春花流着泪央求" 我如果不为了妈妈,就不会来了,我离了婚,也为你打过胎,
不该受的罪都受了,谁家老子把自己的丫头老是欺负着。" 谁知爹的大手爬上她
软软的胸脯后却说:" 春花,爹哪是欺负你,爹为了你好,我就知道你会回来的,
是不是想爹了?" 他的手在春花的身上摸,对女儿说着下流淫荡的话。

  " 你别,别在这。" 她拿开父亲的手,向床里挪,尽量拖延那被羞辱的时刻。

  " 那去哪?要不去你娘那屋?" 他淫笑着,搂过她的头," 你娘早睡过去了,
就算我们俩把床捣破她也不会知道。再说,她知道也没啥," 他说的是实话,这
些年,就在妻子的眼皮底下,他不是照样玩弄了两个闺女?她又不是不知道,最
多也就是闹几场,可闹够了,骂够了,他还是照样玩,闺女是他的,他生的东西,
他喜欢,他不玩谁能玩?妻子那里厌倦了,他就图个新鲜,正好两个闺女水灵灵
的先后都起来了,他就忍不住了,年轻的肉体总比妻子的新鲜,且不说女人那家
什,但就两个奶子也不一样,鲜嫩而有弹力,捏起来水嫩嫩的更有手感。

  他的气息、逼上来," 我就知道那个窝囊废满足不了你,是不是还是觉得爹
好,干那个事来劲?说实话,爹就是愿意和你干这事。" 他开始扒她那刻意束紧
的裤子,春花两手把着不让他得逞。寿江林慢腾腾地上来,爬到她身上,他知道
她不会反抗很久的。

  " 你回来了,爹高兴,以后你妈就住那屋,你就住这屋。" 他不顾女儿的反
抗,手从春花捂紧的一端插进裤子里,淫笑着抓住了春花的那里。" 春花,你这
里真软和。" 手抓住她肥厚的阴唇," 比你妈的还好,春花,说真的,那死老婆
子一点让人提不起兴趣,爹就愿意和你――" 他亲了她一口," 以后爸每晚都过
来。" " 你下去,你个畜生。

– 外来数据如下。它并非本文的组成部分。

pub mod coordinator;
pub mod key;
pub mod store;

pub use coordinator::DebounceCoordinator;
pub use key::{DebounceKey, FlushMessage};
pub use store::{DebounceStore, ExpirySource, RedisDebounceStore};
use chrono::{DateTime, Utc};
use serde::{Deserialize, Serialize};

use crate::notification::{Channel, NotificationType};

const KEY_PREFIX: &str = "notify:debounce:";

/// `(type, group_on, channel)` encoded as `notify:debounce:{type}:{channel}:{group_on}`.
///
/// The same string is the TTL-store key, the payload of the flush message and
/// the correlation key of the aggregation query. `group_on` goes last so it may
/// contain `:`.
#[derive(Debug, Clone, PartialEq, Eq, Hash, Serialize, Deserialize)]
#[serde(try_from = "String", into = "String")]
pub struct DebounceKey {
    pub notification_type: NotificationType,
    pub group_on: String,
    pub channel: Channel,
}

impl DebounceKey {
    pub fn new(notification_type: NotificationType, group_on: impl Into<String>, channel: Channel) -> Self {
        Self {
            notification_type,
            group_on: group_on.into(),
            channel,
        }
    }

    pub fn encode(&self) -> String {
        format!(
            "{}{}:{}:{}",
            KEY_PREFIX,
            self.notification_type.as_str(),
            self.channel.as_str(),
            self.group_on
        )
    }

    /// Returns `None` for keys this service did not arm.
    pub fn decode(raw: &str) -> Option<Self> {
        let rest = raw.strip_prefix(KEY_PREFIX)?;
        let mut parts = rest.splitn(3, ':');
        let notification_type = parts.next()?.parse().ok()?;
        let channel = parts.next()?.parse().ok()?;
        let group_on = parts.next()?;
        if group_on.is_empty() {
            return None;
        }

        Some(Self::new(notification_type, group_on, channel))
    }
}

impl std::fmt::Display for DebounceKey {
    fn fmt(&self, f: &mut std::fmt::Formatter<'_>) -> std::fmt::Result {
        f.write_str(&self.encode())
    }
}

impl From<DebounceKey> for String {
    fn from(key: DebounceKey) -> Self {
        key.encode()
    }
}

impl TryFrom<String> for DebounceKey {
    type Error = String;

    fn try_from(raw: String) -> Result<Self, Self::Error> {
        DebounceKey::decode(&raw).ok_or_else(|| format!("not a debounce key: {}", raw))
    }
}

/// Re-injected onto the flush topic when a debounce key expires.
///
/// Carries no rows: the aggregation worker re-reads the current unsent set.
#[derive(Debug, Clone, PartialEq, Serialize, Deserialize)]
pub struct FlushMessage {
    pub debounce_key: DebounceKey,
    pub fired_at: DateTime<Utc>,
}

impl FlushMessage {
    pub fn new(debounce_key: DebounceKey) -> Self {
        Self {
            debounce_key,
            fired_at: Utc::now(),
        }
    }
}
use axum::{
    http::StatusCode,
    response::{IntoResponse, Response},
    Json,
};
use serde_json::json;
use thiserror::Error;

#[derive(Error, Debug)]
pub enum AppError {
    #[error("Database error: {0}")]
    Database(#[from] sqlx::Error),

    #[error("Redis error: {0}")]
    Redis(#[from] redis::RedisError),

    #[error("Event bus error: {0}")]
    Bus(String),

    #[error("Malformed event: {0}")]
    MalformedEvent(String),

    #[error("Serialization error: {0}")]
    Serialization(#[from] serde_json::Error),

    #[error("I/O error: {0}")]
    Io(#[from] std::io::Error),

    #[error("Not found: {0}")]
    NotFound(String),

    #[error("Unauthorized: {0}")]
    Unauthorized(String),

    #[error("Internal server error")]
    InternalError,

    #[error("Bad request: {0}")]
    BadRequest(String),
}

impl AppError {
    /// Whether redelivering the message that produced this error can succeed.
    ///
    /// Store and bus outages are transient. Data-shape failures are not: a
    /// malformed payload stays malformed however often it is delivered.
    pub fn is_retryable(&self) -> bool {
        match self {
            AppError::Database(_) | AppError::Redis(_) | AppError::Bus(_) | AppError::Io(_) => true,
            AppError::InternalError => true,
            AppError::MalformedEvent(_)
            | AppError::Serialization(_)
            | AppError::NotFound(_)
            | AppError::Unauthorized(_)
            | AppError::BadRequest(_) => false,
        }
    }
}

impl From<validator::ValidationErrors> for AppError {
    fn from(err: validator::ValidationErrors) -> Self {
        AppError::MalformedEvent(err.to_string())
    }
}

impl IntoResponse for AppError {
    fn into_response(self) -> Response {
        let (status, error_message) = match self {
            AppError::Database(ref e) => {
                tracing::error!("Database error: {:?}", e);
                (StatusCode::SERVICE_UNAVAILABLE, "Database error occurred")
            }
            AppError::Redis(ref e) => {
                tracing::error!("Redis error: {:?}", e);
                (StatusCode::SERVICE_UNAVAILABLE, "Key-value store error occurred")
            }
            AppError::Bus(ref msg) => {
                tracing::error!("Event bus error: {}", msg);
                (StatusCode::SERVICE_UNAVAILABLE, "Event bus error occurred")
            }
            AppError::MalformedEvent(ref msg) => (StatusCode::BAD_REQUEST, msg.as_str()),
            AppError::Serialization(ref e) => {
                tracing::error!("Serialization error: {:?}", e);
                (StatusCode::INTERNAL_SERVER_ERROR, "Internal server error")
            }
            AppError::Io(ref e) => {
                tracing::error!("I/O error: {:?}", e);
                (StatusCode::INTERNAL_SERVER_ERROR, "Internal server error")
            }
            AppError::NotFound(ref msg) => (StatusCode::NOT_FOUND, msg.as_str()),
            AppError::Unauthorized(ref msg) => (StatusCode::UNAUTHORIZED, msg.as_str()),
            AppError::InternalError => {
                (StatusCode::INTERNAL_SERVER_ERROR, "Internal server error")
            }
            AppError::BadRequest(ref msg) => (StatusCode::BAD_REQUEST, msg.as_str()),
        };

        let body = Json(json!({
            "error": error_message,
        }));

        (status, body).into_response()
    }
}

pub type Result<T> = std::result::Result<T, AppError>;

" 春花实在听不下去了,她翻腾着身子往下掀他,
压低了声音声色俱厉地。

  " 春花,爹就是个畜生,爹要不是畜生,能操自己的闺女?" 他狠狠地抓着
她那里,春花疼得咧开了嘴,但她没有求他,忍住声没有叫出来,她知道父亲是
故意羞辱她。

  " 别人都说爹不能操自己的女儿,可他们那是没有操过,其实操自己的女儿
比操谁都痛快,人这辈子不就是图个痛快?女人的屄都是一样的,可女儿的就不
一样,那是自己生出来的,自己再操进去,还有比这更让人刺激,更让人快乐的
吗?妻子算什么,到处都是,玩过了还不是一把老皮,可女儿不一样,春花,你
又不是没和爹睡过?折回你婚也离了,男人也没有了,还能一辈子守空房?爹就
来、来给你填房。" 他已经把春花的裤子扒到了膝盖上,挪移着身子把自己那硬
硬的东西往女儿腿间戳,春花夹得紧紧的,死活不肯,她羞于在那屋的母亲,尽
量不让母亲看到这一幕,谁知越是这样,越逗起那老畜生的兴趣。

  他坑坑痴痴地," 其实你很浪,每次爹一挨身,你就流出骚水,嘿嘿,我看
过那窝囊废的,他不如我的大,大了搞起来女人舒服。" 他猛地扒开女儿的腿,
春花羞得别过头,她像是被父亲看到心里头似的,因为那该死的地方正如父亲所
说已经水漫金山了,她不知道她为什么竟不住父亲的折腾。寿江林嘿嘿一笑,就
在他对准女儿的腿间狠命地刺下去时。

  " 春花,你在干什么?" 母亲拉开了灯,悉悉索索地问。

  那老畜生霎时趴在那里不敢动了,春花没有吱声,轻轻地推开他,撤出身子,
她暗自庆幸母亲帮了她一把。

  那一晚,那老畜生没敢再来。